Abstract

The recent movie X-Men (2000) reflects the assimilationist aims, ethnic anxieties, and liberal idealism of the first-generation Jewish Americans who created the original superheroes featured in Marvel Comic Books. Their rejection of Nazi racism, abhorrence of the Holocaust, and support of the Civil Rights Movement motivated them to make Magneto, the antagonist of the X-Men, a Jewish Holocaust survivor who reasonably fears that a new race of mutants like himself may face persecution and eventual extermination if they do not mount a preemptive strike against paranoid humans intent on suppressing the threat posed by beings with special powers. The X-Men follow a mutant who advocates acculturation and the channeling of their superhuman abilities to defend humankind.
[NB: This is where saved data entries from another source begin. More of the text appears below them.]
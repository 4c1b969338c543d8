use crate::config::Config;
use crate::fetcher::{decode::decode_body, errors::FetchError, types::SubResponse};
use async_trait::async_trait;
use dashmap::DashMap;
use reqwest::{Client, ClientBuilder, StatusCode, header::HeaderMap};
use std::{sync::Arc, time::Duration};
use tokio::sync::Semaphore;
use tracing::{debug, instrument};

const MAX_BODY_SIZE: u64 = 5 * 1024 * 1024; // 5MB

/// The transport seam: one GET, no retries, no global limits.
///
/// Anything that is not a 200 is reported as [`FetchError::Http`], so
/// callers only ever see bodies worth inspecting.
#[async_trait]
pub trait ContentFetcher: Send + Sync {
    async fn get(
        &self,
        url: &str,
        headers: &HeaderMap,
        timeout: Duration,
    ) -> Result<SubResponse, FetchError>;
}

/// `reqwest`-backed fetcher. One instance owns one connection pool, so a
/// pipeline invocation builds its own and drops it when the run ends.
pub struct HttpFetcher {
    client: Client,
    per_host: DashMap<String, Arc<Semaphore>>,
    per_host_limit: usize,
}

impl HttpFetcher {
    pub fn new(config: &Config) -> Result<Self, FetchError> {
        let client = ClientBuilder::new()
            .connect_timeout(config.connect_timeout())
            .pool_max_idle_per_host(config.per_host_connections())
            .redirect(reqwest::redirect::Policy::limited(10))
            .build()
            .map_err(FetchError::from_reqwest_error)?;

        Ok(Self {
            client,
            per_host: DashMap::new(),
            per_host_limit: config.per_host_connections(),
        })
    }

    fn host_limiter(&self, host: &str) -> Arc<Semaphore> {
        self.per_host
            .entry(host.to_string())
            .or_insert_with(|| Arc::new(Semaphore::new(self.per_host_limit)))
            .clone()
    }
}

#[async_trait]
impl ContentFetcher for HttpFetcher {
    #[instrument(skip_all, fields(url = %url))]
    async fn get(
        &self,
        url: &str,
        headers: &HeaderMap,
        timeout: Duration,
    ) -> Result<SubResponse, FetchError> {
        let parsed_url = url::Url::parse(url)?;
        let host = parsed_url.host_str().unwrap_or_default().to_string();

        let limiter = self.host_limiter(&host);
        let _host_permit = limiter
            .acquire_owned()
            .await
            .map_err(|e| FetchError::Unknown(e.to_string()))?;

        let response = self
            .client
            .get(parsed_url)
            .headers(headers.clone())
            .timeout(timeout)
            .send()
            .await
            .map_err(FetchError::from_reqwest_error)?;

        let status = response.status();
        if status != StatusCode::OK {
            debug!(status = status.as_u16(), "non-200 response");
            return Err(FetchError::from_status(status));
        }

        // Check content length before downloading
        if let Some(content_length) = response.content_length()
            && content_length > MAX_BODY_SIZE
        {
            return Err(FetchError::BodyTooLarge(content_length));
        }

        let headers = response.headers().clone();
        let content_type = headers
            .get(reqwest::header::CONTENT_TYPE)
            .and_then(|ct| ct.to_str().ok())
            .map(str::to_string);

        let body_bytes = response
            .bytes()
            .await
            .map_err(FetchError::from_reqwest_error)?;

        // Check body size after download (in case Content-Length was missing)
        if body_bytes.len() as u64 > MAX_BODY_SIZE {
            return Err(FetchError::BodyTooLarge(body_bytes.len() as u64));
        }

        let (body, encoding) = decode_body(content_type.as_deref(), &body_bytes);
        debug!(
            encoding = encoding.name(),
            bytes = body_bytes.len(),
            "body decoded"
        );

        Ok(SubResponse {
            url: url.to_string(),
            status,
            headers,
            body,
        })
    }
}
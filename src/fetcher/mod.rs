pub mod bounded;
pub mod client;
pub mod decode;
pub mod errors;
pub mod retry;
pub mod types;

pub use bounded::BoundedFetcher;
pub use client::{ContentFetcher, HttpFetcher};
pub use errors::FetchError;
pub use retry::{Backoff, RetryPolicy};
pub use types::{FetchFailure, FetchOutcome, SubResponse};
Bryan Singer, the Jewish director of the movie, has retained the encounter with the Holocaust and the struggle against bigotry as key themes in his film. He also has associated these themes with other instances of past or present manifestations of mass hysteria and discrimination in American politics. Thus, the movie can be understood on two levels: superficially, it is a special effects, action adventure, science fiction movie that appeals to teenagers; substantively, it is an allegory about the continuing debate over whether the United States should promote ethnic, racial, and religious equality and diversity or whether it should become a more homogenous and less multicultural society.